Dexamethasone triggers lameness associated with necrosis of the proximal tibial head and proximal femoral head in broilers

Bacterial chondronecrosis with osteomyelitis (BCO) and turkey osteomyelitis complex (TOC) are characterized by bacterial infection and necrotic degeneration within the tibiae and femora. Stress and immunosuppression have been implicated in the pathogenesis of BCO and TOC. Immunosuppressive doses of dexamethasone (DEX) trigger high incidences of TOC in turkey poults. The present study was conducted to determine if DEX injections or heat stress can trigger BCO and lameness in broilers. In 3 independent experiments, broilers were weighed and either remained uninjected or received repeated injections of 0.9% saline or DEX dissolved in saline (0.45 to 1.5 mg of DEX/kg of BW).
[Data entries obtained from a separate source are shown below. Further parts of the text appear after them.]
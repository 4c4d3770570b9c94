//! Bootcamp summary lookup shared by the course and review listings.
//!
//! Listing pages come off the plain table; the owning bootcamps' summaries
//! are fetched in one follow-up query and joined in memory, which keeps the
//! dynamic filter and sort machinery on a single table.

use std::collections::HashMap;

use diesel::prelude::*;
use diesel_async::pooled_connection::bb8::PooledConnection;
use diesel_async::{AsyncPgConnection, RunQueryDsl};
use uuid::Uuid;

use super::error::map_diesel_error;
use super::schema::bootcamps;
use crate::domain::ports::StoreError;
use crate::domain::BootcampSummary;

pub(super) async fn load_summaries(
    conn: &mut PooledConnection<'_, AsyncPgConnection>,
    mut ids: Vec<Uuid>,
) -> Result<HashMap<Uuid, BootcampSummary>, StoreError> {
    ids.sort_unstable();
    ids.dedup();
    if ids.is_empty() {
        return Ok(HashMap::new());
    }
    let rows: Vec<(Uuid, String, String)> = bootcamps::table
        .filter(bootcamps::id.eq_any(ids))
        .select((bootcamps::id, bootcamps::name, bootcamps::description))
        .load(conn)
        .await
        .map_err(map_diesel_error)?;
    Ok(rows
        .into_iter()
        .map(|(id, name, description)| {
            (
                id,
                BootcampSummary {
                    id,
                    name,
                    description,
                },
            )
        })
        .collect())
}

/// A page row referencing a bootcamp that no longer exists is a broken
/// foreign key, not a client error.
pub(super) fn summary_for(
    summaries: &HashMap<Uuid, BootcampSummary>,
    bootcamp_id: Uuid,
    row_id: Uuid,
) -> Result<BootcampSummary, StoreError> {
    summaries.get(&bootcamp_id).cloned().ok_or_else(|| {
        StoreError::query(format!("row {row_id} references missing bootcamp {bootcamp_id}"))
    })
}
//! Backend entry point: configuration, migrations, and the HTTP listener.

mod server;

use clap::Parser;
use tracing::warn;
use tracing_subscriber::{fmt, EnvFilter};

use server::ServerConfig;

#[actix_web::main]
async fn main() -> std::io::Result<()> {
    if let Err(e) = fmt()
        .with_env_filter(EnvFilter::from_default_env())
        .json()
        .try_init()
    {
        warn!(error = %e, "tracing init failed");
    }

    let config = ServerConfig::parse();
    server::run_migrations(&config.database_url).await?;
    let state = server::build_state(&config).await?;

    tracing::info!(addr = %config.bind_addr, "starting server");
    server::create_server(state, config.bind_addr)?.await
}
//! Self-service account flows: registration, login, profile updates, and
//! the password-reset loop.

use std::sync::Arc;

use chrono::Utc;
use uuid::Uuid;

use crate::domain::auth::{
    hash_password, hash_reset_token, issue_reset_token, verify_password, TokenService,
};
use crate::domain::ports::{Mailer, UserRepository};
use crate::domain::{Error, RegisterUser, UpdateUserDetails, User, PASSWORD_MIN};

const INVALID_CREDENTIALS: &str = "Invalid credentials";

/// Registration, login, and credential management.
#[derive(Clone)]
pub struct AccountService {
    users: Arc<dyn UserRepository>,
    tokens: TokenService,
    mailer: Arc<dyn Mailer>,
    public_url: String,
}

impl AccountService {
    /// Wire the service. `public_url` is the externally reachable base used
    /// to compose password-reset links.
    #[must_use]
    pub fn new(
        users: Arc<dyn UserRepository>,
        tokens: TokenService,
        mailer: Arc<dyn Mailer>,
        public_url: impl Into<String>,
    ) -> Self {
        Self {
            users,
            tokens,
            mailer,
            public_url: public_url.into().trim_end_matches('/').to_owned(),
        }
    }

    /// Create an account and sign a session token for it.
    ///
    /// # Errors
    ///
    /// Validation failures and duplicate e-mails surface as
    /// [`Error::invalid_request`].
    pub async fn register(&self, input: RegisterUser) -> Result<(User, String), Error> {
        input.validate()?;
        let user = User {
            id: Uuid::new_v4(),
            first_name: input.first_name.trim().to_owned(),
            last_name: input.last_name.clone(),
            email: input.email.trim().to_lowercase(),
            role: input.role_or_default(),
            password_hash: hash_password(&input.password)?,
            reset_password_token_hash: None,
            reset_password_expires_at: None,
            created_at: Utc::now(),
        };
        self.users.insert(&user).await?;
        let token = self.tokens.issue(user.id)?;
        tracing::info!(user_id = %user.id, "account registered");
        Ok((user, token))
    }

    /// Verify credentials and sign a session token.
    ///
    /// # Errors
    ///
    /// [`Error::unauthorized`] for unknown e-mails and wrong passwords; the
    /// two cases are indistinguishable to the caller.
    pub async fn login(&self, email: &str, password: &str) -> Result<(User, String), Error> {
        if email.trim().is_empty() || password.is_empty() {
            return Err(Error::invalid_request(
                "Please provide an email and password",
            ));
        }
        let user = self
            .users
            .find_by_email(&email.trim().to_lowercase())
            .await?
            .ok_or_else(|| Error::unauthorized(INVALID_CREDENTIALS))?;
        if !verify_password(password, &user.password_hash) {
            return Err(Error::unauthorized(INVALID_CREDENTIALS));
        }
        let token = self.tokens.issue(user.id)?;
        Ok((user, token))
    }

    /// Resolve a bearer token to its account.
    ///
    /// # Errors
    ///
    /// [`Error::unauthorized`] for expired, invalid, or orphaned tokens.
    pub async fn authenticate(&self, token: &str) -> Result<User, Error> {
        let user_id = self
            .tokens
            .verify(token)
            .map_err(|_| Error::unauthorized("Not authorized to access this route"))?;
        self.users
            .find_by_id(user_id)
            .await?
            .ok_or_else(|| Error::unauthorized("Not authorized to access this route"))
    }

    /// Update the caller's name and e-mail.
    ///
    /// # Errors
    ///
    /// Validation failures and duplicate e-mails surface as
    /// [`Error::invalid_request`].
    pub async fn update_details(
        &self,
        user: &User,
        input: UpdateUserDetails,
    ) -> Result<User, Error> {
        input.validate()?;
        let mut updated = user.clone();
        if let Some(first_name) = input.first_name {
            updated.first_name = first_name.trim().to_owned();
        }
        if let Some(last_name) = input.last_name {
            updated.last_name = Some(last_name);
        }
        if let Some(email) = input.email {
            updated.email = email.trim().to_lowercase();
        }
        self.users.update(&updated).await?;
        Ok(updated)
    }

    /// Change the caller's password and sign a fresh session token.
    ///
    /// # Errors
    ///
    /// [`Error::unauthorized`] when `current` does not match;
    /// [`Error::invalid_request`] for short passwords or a new password
    /// equal to the current one.
    pub async fn update_password(
        &self,
        user: &User,
        current: &str,
        new: &str,
    ) -> Result<(User, String), Error> {
        if !verify_password(current, &user.password_hash) {
            return Err(Error::unauthorized("Password is incorrect"));
        }
        if new.len() < PASSWORD_MIN {
            return Err(Error::invalid_request(format!(
                "Password must be at least {PASSWORD_MIN} characters"
            )));
        }
        if new == current {
            return Err(Error::invalid_request(
                "New password must differ from the current password",
            ));
        }
        let mut updated = user.clone();
        updated.password_hash = hash_password(new)?;
        self.users.update(&updated).await?;
        let token = self.tokens.issue(updated.id)?;
        Ok((updated, token))
    }

    /// Issue a reset token for `email` and deliver it by mail.
    ///
    /// The raw token never touches the store. When delivery fails the
    /// persisted digest and expiry are cleared again so the dead token
    /// cannot linger.
    ///
    /// # Errors
    ///
    /// [`Error::not_found`] for unknown e-mails; [`Error::upstream`] when
    /// the mail could not be sent.
    pub async fn forgot_password(&self, email: &str) -> Result<(), Error> {
        let mut user = self
            .users
            .find_by_email(&email.trim().to_lowercase())
            .await?
            .ok_or_else(|| Error::not_found("There is no user with that email"))?;

        let reset = issue_reset_token();
        user.reset_password_token_hash = Some(reset.hash.clone());
        user.reset_password_expires_at = Some(reset.expires_at);
        self.users.update(&user).await?;

        let url = format!("{}/api/v1/auth/resetPassword/{}", self.public_url, reset.raw);
        let body = format!(
            "You are receiving this email because you (or someone else) has \
             requested the reset of a password. Please make a PUT request to:\n\n{url}"
        );
        if let Err(err) = self
            .mailer
            .send(&user.email, "Password reset token", &body)
            .await
        {
            tracing::error!(error = %err, user_id = %user.id, "reset mail failed");
            user.reset_password_token_hash = None;
            user.reset_password_expires_at = None;
            self.users.update(&user).await?;
            return Err(Error::upstream("Email could not be sent"));
        }
        Ok(())
    }

    /// Redeem a reset token, set the new password, and sign a session token.
    ///
    /// # Errors
    ///
    /// [`Error::invalid_request`] for unknown or expired tokens and for
    /// short passwords.
    pub async fn reset_password(&self, raw_token: &str, new: &str) -> Result<(User, String), Error> {
        if new.len() < PASSWORD_MIN {
            return Err(Error::invalid_request(format!(
                "Password must be at least {PASSWORD_MIN} characters"
            )));
        }
        let hash = hash_reset_token(raw_token);
        let mut user = self
            .users
            .find_by_reset_hash(&hash)
            .await?
            .ok_or_else(|| Error::invalid_request("Invalid token"))?;
        let expires_at = user
            .reset_password_expires_at
            .ok_or_else(|| Error::invalid_request("Invalid token"))?;
        if expires_at <= Utc::now() {
            return Err(Error::invalid_request("Invalid token"));
        }

        user.password_hash = hash_password(new)?;
        user.reset_password_token_hash = None;
        user.reset_password_expires_at = None;
        self.users.update(&user).await?;
        let token = self.tokens.issue(user.id)?;
        tracing::info!(user_id = %user.id, "password reset completed");
        Ok((user, token))
    }
}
Across all 3 experiments, the incidences of lameness were 0% for uninjected controls, 0 to 8% in saline-injected groups, and 24 to 68% in groups injected with 0.9 to 1.5 mg of DEX/kg of BW. Growth was inhibited by DEX injections regardless of whether the birds became lame or survived. When compared with saline-injected groups, DEX injections consistently increased the incidence of severe proximal tibial head necrosis in lame birds as well as in survivors. The DEX injections also triggered a subset of lesions that are not considered pathognomonic for BCO (for example, avascular femoral head necrosis and fatty necrosis of the tibiae). In a fourth experiment, repeated episodes of heat stress did not trigger lameness, although the subclinical incidence of tibial head necrosis was substantially higher at 28 and 35 d of age in heat-stressed broilers when compared with broilers reared under thermoneutral conditions. Accordingly, stress and immunosuppression must be considered contributing factors in the pathogenesis of tibial and femoral lesions associated with lameness in broilers. A subset of the lesions triggered by repeated DEX injections did not precisely mimic the pathogenesis of BCO in broilers, and DEX consistently inhibited growth whereas BCO is associated with rapid growth. These caveats must be acknowledged when DEX is used to trigger lameness in broilers.